Extracted entries
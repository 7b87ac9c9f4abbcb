//! # RPC Configuration
//!
//! Layered configuration for servers and clients, loaded with the `config` crate:
//!
//! 1. Built-in defaults ([`RpcConfig::default`])
//! 2. An optional TOML/YAML/JSON file (`config/rpc.*` or an explicit path)
//! 3. Environment variables prefixed with `RPC__` (`RPC__QUEUE_NAME`,
//!    `RPC__OPTIONS__LOG_ERRORS`, ...)
//!
//! ## Usage
//!
//! ```rust,no_run
//! use queue_rpc::config::RpcConfig;
//!
//! # fn main() -> Result<(), Box<dyn std::error::Error>> {
//! let config = RpcConfig::load()?;
//! println!("broker: {}", config.amqp_url());
//! # Ok(())
//! # }
//! ```

use std::path::Path;
use std::time::Duration;

use config::{Config, Environment, File};
use serde::{Deserialize, Serialize};
use tracing::debug;

use crate::error::{Result, RpcError};

/// Environment variable prefix for configuration overrides
pub const ENV_PREFIX: &str = "RPC";

/// Default configuration file stem, resolved relative to the working directory
pub const DEFAULT_CONFIG_FILE: &str = "config/rpc";

/// Protocol logging flags
#[derive(Debug, Clone, Copy, Default, PartialEq, Eq, Serialize, Deserialize)]
#[serde(default)]
pub struct RpcOptions {
    /// Emit an informational trace of protocol steps
    pub log_messages: bool,
    /// Emit error diagnostics on decode/dispatch/reply failures
    pub log_errors: bool,
}

impl RpcOptions {
    /// Both traces enabled
    pub fn verbose() -> Self {
        Self {
            log_messages: true,
            log_errors: true,
        }
    }
}

/// Root configuration for an RPC server or client
#[derive(Debug, Clone, PartialEq, Serialize, Deserialize)]
#[serde(default)]
pub struct RpcConfig {
    /// Broker address, either `host:port` or a full `amqp://` URL
    pub address: String,
    /// Shared work queue name
    pub queue_name: String,
    /// Protocol logging flags
    pub options: RpcOptions,
    /// Maximum unacknowledged deliveries per dispatcher; also its worker-pool size
    pub prefetch_count: u16,
    /// Pending-call deadline in milliseconds; `0` leaves calls unbounded
    pub call_timeout_ms: u64,
    /// Period of the pending-call timeout sweeper in milliseconds
    pub sweep_interval_ms: u64,
    /// AMQP connection name shown in the broker's management UI
    pub connection_name: String,
}

impl Default for RpcConfig {
    fn default() -> Self {
        Self {
            address: "localhost:5672".to_string(),
            queue_name: "rpc_queue".to_string(),
            options: RpcOptions::default(),
            prefetch_count: 1,
            call_timeout_ms: 30_000,
            sweep_interval_ms: 250,
            connection_name: "queue-rpc".to_string(),
        }
    }
}

impl RpcConfig {
    /// Configuration for `address` and `queue_name` with every other field defaulted
    pub fn new(address: impl Into<String>, queue_name: impl Into<String>) -> Self {
        Self {
            address: address.into(),
            queue_name: queue_name.into(),
            ..Self::default()
        }
    }

    /// Replace the logging flags
    pub fn with_options(mut self, options: RpcOptions) -> Self {
        self.options = options;
        self
    }

    /// Replace the prefetch limit
    pub fn with_prefetch_count(mut self, prefetch_count: u16) -> Self {
        self.prefetch_count = prefetch_count;
        self
    }

    /// Replace the call deadline; `None` disables it
    pub fn with_call_timeout(mut self, timeout: Option<Duration>) -> Self {
        self.call_timeout_ms = timeout.map(|t| t.as_millis() as u64).unwrap_or(0);
        self
    }

    /// Load from `config/rpc.*` (if present) and `RPC__*` environment variables
    pub fn load() -> Result<Self> {
        Self::build(File::with_name(DEFAULT_CONFIG_FILE).required(false))
    }

    /// Load from an explicit file plus `RPC__*` environment variables
    pub fn load_from_file(path: impl AsRef<Path>) -> Result<Self> {
        let path = path.as_ref();
        if !path.is_file() {
            return Err(RpcError::configuration(
                "path",
                format!("configuration file not found: {}", path.display()),
            ));
        }
        Self::build(File::from(path).required(true))
    }

    fn build<S>(file: S) -> Result<Self>
    where
        S: config::Source + Send + Sync + 'static,
    {
        let config: RpcConfig = Config::builder()
            .add_source(Config::try_from(&RpcConfig::default())?)
            .add_source(file)
            .add_source(
                Environment::with_prefix(ENV_PREFIX)
                    .prefix_separator("__")
                    .separator("__")
                    .try_parsing(true),
            )
            .build()?
            .try_deserialize()?;

        config.validate()?;

        debug!(
            address = %config.address,
            queue_name = %config.queue_name,
            prefetch_count = config.prefetch_count,
            call_timeout_ms = config.call_timeout_ms,
            "RPC configuration loaded"
        );

        Ok(config)
    }

    /// Validate configuration parameters
    pub fn validate(&self) -> Result<()> {
        if self.address.trim().is_empty() {
            return Err(RpcError::configuration("address", "cannot be empty"));
        }

        if self.queue_name.trim().is_empty() {
            return Err(RpcError::configuration("queue_name", "cannot be empty"));
        }

        if self.prefetch_count < 1 {
            return Err(RpcError::configuration(
                "prefetch_count",
                "must be at least 1",
            ));
        }

        if self.sweep_interval_ms < 1 {
            return Err(RpcError::configuration(
                "sweep_interval_ms",
                "must be at least 1",
            ));
        }

        Ok(())
    }

    /// Broker URL; a bare `host:port` gets the `amqp://` scheme
    pub fn amqp_url(&self) -> String {
        if self.address.contains("://") {
            self.address.clone()
        } else {
            format!("amqp://{}", self.address)
        }
    }

    /// Pending-call deadline, `None` when unbounded
    pub fn call_timeout(&self) -> Option<Duration> {
        (self.call_timeout_ms > 0).then(|| Duration::from_millis(self.call_timeout_ms))
    }

    /// Timeout sweeper period
    pub fn sweep_interval(&self) -> Duration {
        Duration::from_millis(self.sweep_interval_ms)
    }
}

Your task
Output, from the data above, the lines from the line with "pub fn with_prefetch_count(mut" to the line with "pub fn with_call_timeout(mut" exactly as they stand, both ends included and nothing else.

Task solution
    pub fn with_prefetch_count(mut self, prefetch_count: u16) -> Self {
        self.prefetch_count = prefetch_count;
        self
    }

    /// Replace the call deadline; `None` disables it
    pub fn with_call_timeout(mut self, timeout: Option<Duration>) -> Self {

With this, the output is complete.